Mr. Inoue asked about my classes. He asked if there was anything, anything at all, that he or anyone else in the office could do to support me. After all, he said, that is why they were all there, to support me. Although Mr. Inoue did not come right out and say it, it was clearly implied that my happiness was the sole concern of every person in the office. It was the last thing they thought about each night before dropping off to sleep, he seemed to suggest, and the first thing they thought about upon waking in the morning. It was me they each lived for, I had by now begun to hear, and me for whom they’d gladly lay down their lives.

He waited.

It might be nice to have some air conditioning in the office, I ventured, since it doesn’t normally reach temperatures of 115 degrees Fahrenheit in my home country.
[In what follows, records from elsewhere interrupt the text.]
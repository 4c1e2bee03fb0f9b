use std::path::PathBuf;

use anyhow::{bail, Result};

use super::model::RemoveCommand;
use crate::airflow::config::ConnrsConfig;

impl RemoveCommand {
    pub fn run(&self) -> Result<()> {
        let path = self.file.as_ref().map(PathBuf::from);
        let mut config = ConnrsConfig::for_update(path.as_ref())?;
        remove_connection(&mut config, &self.conn_id)?;
        config.write_to_file()?;

        println!("✅ Connection {} removed successfully!", self.conn_id);
        Ok(())
    }
}

fn remove_connection(config: &mut ConnrsConfig, conn_id: &str) -> Result<()> {
    if config.connections.remove(conn_id).is_none() {
        bail!("Connection '{conn_id}' is not in the config file");
    }
    Ok(())
}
Mr. Inoue sucked so hard through his teeth that a pencil rolled off a desk on the other side of the office. He tilted his head, furrowed his brow, and struck a pose of such perplexity that I immediately regretted bringing up the whole ugly matter. I bowed awkwardly and apologized. There were, after all, warmer places, I told myself. Perhaps not draped in concrete quite so thoroughly as Osaka, and certainly not more humid, but warmer in a way.

Anything else?

I asked about Travel Time. According to the rules barely legible in the worn mimeographed pages I was given at orientation in Tokyo, teachers were supposed to be paid 800 yen per hour for transportation if their class was more than one hour from the Joyfull English office. I taught a class on Wednesday evening at a company called Asia Pipe and Gasket that required me to change trains seven times, and finally board a small submarine where I was instructed through rough gesture by the captain, who spoke neither English nor Japanese, to remain absolutely silent as we slipped swiftly through the cold water of what may have been the Sea of Japan, engaging occasionally in what I am fairly certain were evasive maneuvers. The trip usually took about a day.

Mr. Inoue listened patiently and without expression. When I finished, crying a little bit at the end while describing the evasive maneuvers, Mr. Inoue told me a long story about a Japanese poet whose parents died when he was just a baby. The poet was raised by a wolf and a bird. Then there was some problem, but I wasn’t really following the story because it was hot, I was tired, and having grown up watching shows like Gilligan’s Island I was not used to narratives of more than five minutes’ duration. Mr. Inoue finished the story with a flourish that brought me back just in time to hear the ending, which was that the poet changed into a bird and flew from Okinawa to Hokkaido in just 15 minutes. In my commute to Asia Pipe and Gasket I was, Mr. Inoue said, obviously doing something wrong.

Was there anything else, he asked, walking downhill to retrieve the Fuji apple. Anything at all?